The reason why we do not include these system headers directly to
our source files, and instead make it a rule to include
<git-compat-util.h> as the first header instead, is exactly because
there are curiosities in various platforms that Git wants to run on
which system include headers give us the declarations for types and
functions we rely on, in what order they must be included, and after
what feature macros (the ones that give adjustment to what the
system headers do, like _POSIX_C_SOURCE) are defined, etc.

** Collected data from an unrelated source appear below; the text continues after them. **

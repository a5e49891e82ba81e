//! TR-009: Command selection by group kind.

use crate::core::error::EngineError;
use crate::core::types::{Command, CommandGroupKind, Devfile};

/// Pick the command to run for `kind`.
///
/// | candidates | result |
/// |---|---|
/// | 0 | `NoCommandFound` |
/// | 1 | that command, default or not |
/// | n | the single `isDefault` one, else `NoDefaultCommandFound` / `MoreThanOneDefaultCommandFound` |
pub fn select_default_command(
    devfile: &Devfile,
    kind: CommandGroupKind,
) -> Result<&Command, EngineError> {
    let candidates = devfile.commands_by_group(kind);
    tracing::debug!(%kind, candidates = candidates.len(), "selecting default command");
    match candidates.as_slice() {
        [] => Err(EngineError::NoCommandFound { kind, name: None }),
        [only] => Ok(*only),
        _ => {
            let defaults: Vec<&Command> = candidates
                .iter()
                .copied()
                .filter(|c| c.is_default())
                .collect();
            match defaults.as_slice() {
                [] => Err(EngineError::NoDefaultCommandFound { kind }),
                [one] => Ok(*one),
                _ => Err(EngineError::MoreThanOneDefaultCommandFound { kind }),
            }
        }
    }
}

/// Look up a command by id within `kind`. An empty name selects the default.
pub fn get_command<'a>(
    devfile: &'a Devfile,
    name: &str,
    kind: CommandGroupKind,
) -> Result<&'a Command, EngineError> {
    if name.is_empty() {
        return select_default_command(devfile, kind);
    }
    devfile
        .commands_by_group(kind)
        .into_iter()
        .find(|c| c.id.eq_ignore_ascii_case(name))
        .ok_or_else(|| EngineError::NoCommandFound {
            kind,
            name: Some(name.to_string()),
        })
}

/// Whether any command belongs to `kind`.
pub fn has_command(devfile: &Devfile, kind: CommandGroupKind) -> bool {
    devfile.commands.iter().any(|c| c.group_kind() == Some(kind))
}

#[cfg(test)]
mod tests {
    use super::*;
    use crate::core::parser::parse_devfile;

    fn deploy_commands(defaults: &[Option<bool>]) -> Devfile {
        let mut yaml = String::from(
            "schemaVersion: 2.2.0\ncomponents:\n  - name: k\n    kubernetes: {uri: k.yaml}\ncommands:\n",
        );
        for (i, default) in defaults.iter().enumerate() {
            let group = match default {
                Some(d) => format!("{{kind: deploy, isDefault: {}}}", d),
                None => "{kind: deploy}".to_string(),
            };
            yaml.push_str(&format!(
                "  - id: deploy-{}\n    apply: {{component: k, group: {}}}\n",
                i, group
            ));
        }
        parse_devfile(yaml.as_bytes()).unwrap()
    }

    #[test]
    fn test_tr009_none() {
        let d = deploy_commands(&[]);
        assert!(matches!(
            select_default_command(&d, CommandGroupKind::Deploy),
            Err(EngineError::NoCommandFound { name: None, .. })
        ));
    }

    #[test]
    fn test_tr009_single_not_default_selected() {
        let d = deploy_commands(&[None]);
        assert_eq!(
            select_default_command(&d, CommandGroupKind::Deploy).unwrap().id,
            "deploy-0"
        );
        let d = deploy_commands(&[Some(false)]);
        assert!(select_default_command(&d, CommandGroupKind::Deploy).is_ok());
    }

    #[test]
    fn test_tr009_one_default_of_two() {
        let d = deploy_commands(&[Some(false), Some(true)]);
        assert_eq!(
            select_default_command(&d, CommandGroupKind::Deploy).unwrap().id,
            "deploy-1"
        );
    }

    #[test]
    fn test_tr009_no_default_of_two() {
        let d = deploy_commands(&[None, Some(false)]);
        assert!(matches!(
            select_default_command(&d, CommandGroupKind::Deploy),
            Err(EngineError::NoDefaultCommandFound { kind: CommandGroupKind::Deploy })
        ));
    }

    #[test]
    fn test_tr009_two_defaults() {
        let d = deploy_commands(&[Some(true), Some(true)]);
        assert!(matches!(
            select_default_command(&d, CommandGroupKind::Deploy),
            Err(EngineError::MoreThanOneDefaultCommandFound { .. })
        ));
    }

    #[test]
    fn test_tr009_get_command_by_name() {
        let d = deploy_commands(&[Some(true), None]);
        assert_eq!(
            get_command(&d, "DEPLOY-1", CommandGroupKind::Deploy).unwrap().id,
            "deploy-1"
        );
        assert_eq!(get_command(&d, "", CommandGroupKind::Deploy).unwrap().id, "deploy-0");
        match get_command(&d, "deploy-0", CommandGroupKind::Build) {
            Err(EngineError::NoCommandFound { kind, name }) => {
                assert_eq!(kind, CommandGroupKind::Build);
                assert_eq!(name.as_deref(), Some("deploy-0"));
            }
            other => panic!("expected NoCommandFound, got {:?}", other),
        }
    }

    #[test]
    fn test_tr009_has_command() {
        let d = deploy_commands(&[None]);
        assert!(has_command(&d, CommandGroupKind::Deploy));
        assert!(!has_command(&d, CommandGroupKind::Run));
    }
}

Given that in <git-compat-util.h>, inclusion of <stdint.h> is
conditional behind some #ifdef's, it does not look like a sensible
change.  It is not very likely for <inttypes.h> and <stdint.h> to
declare uintmax_t in an incompatible way, but on a platform where
<git-compat-util.h> decides to include <inttypes.h> and use its
definition of what uintmax_t is, we should follow the same choice
and be consistent.

If there is a feature macro that affects sizes of the integer on a
platform, this patch will break it even more badly.  Perhaps there
is a platform whose C-library header requires you to define a
feature macro to use 64-bit, and we may define that feature macro
in <git-compat-util.h> before including either <inttypes.h> or
<stdint.h>, but by including <stdint.h> directly like the above
patch does, only this file and the sources that include only this
file, refusing to include <git-compat-util.h> as everybody in the
Git source tree should, will end up using different notion of what
the integral type with maximum width is from everybody else.

What this patch _wants_ to do is of course sympathizable, and we
have "make hdr-check" rule to enforce "a header must include the
headers that declare what it uses", except that it lets the header
files being tested assume that the things made available by
including <git-compat-util.h> are always available.

I think a sensible direction to go for libification purposes is to
also make sure that sources that are compiled into gitstdlib.a, and
the headers that makes what is in gitstdlib.a available, include the
<git-compat-util.h> header file.  There may be things declared in
the <git-compat-util.h> header that are _too_ specific to what ought
to be linked into the final "git" binary and unwanted by library
clients that are not "git" binary, and the right way to deal with it
is to split <git-compat-util.h> into two parts, i.e. what makes
system services available like its conditional inclusion of
<stdint.h> vs <inttypes.h>, definition of feature macros, order in
which the current <git-compat-util.h> includes system headers, etc.,
excluding those that made you write this patch to avoid assuming
that the client code would have included <git-compat-util.h> before
<pager.h>, would be the new <git-compat-core.h>.  And everything
else will remain in <git-compat-util.h>, which will include the
<git-compat-core.h>.  The <pager.h> header for library clients would
include <git-compat-core.h> instead, to still allow them to use the
same types as "git" binary itself that way.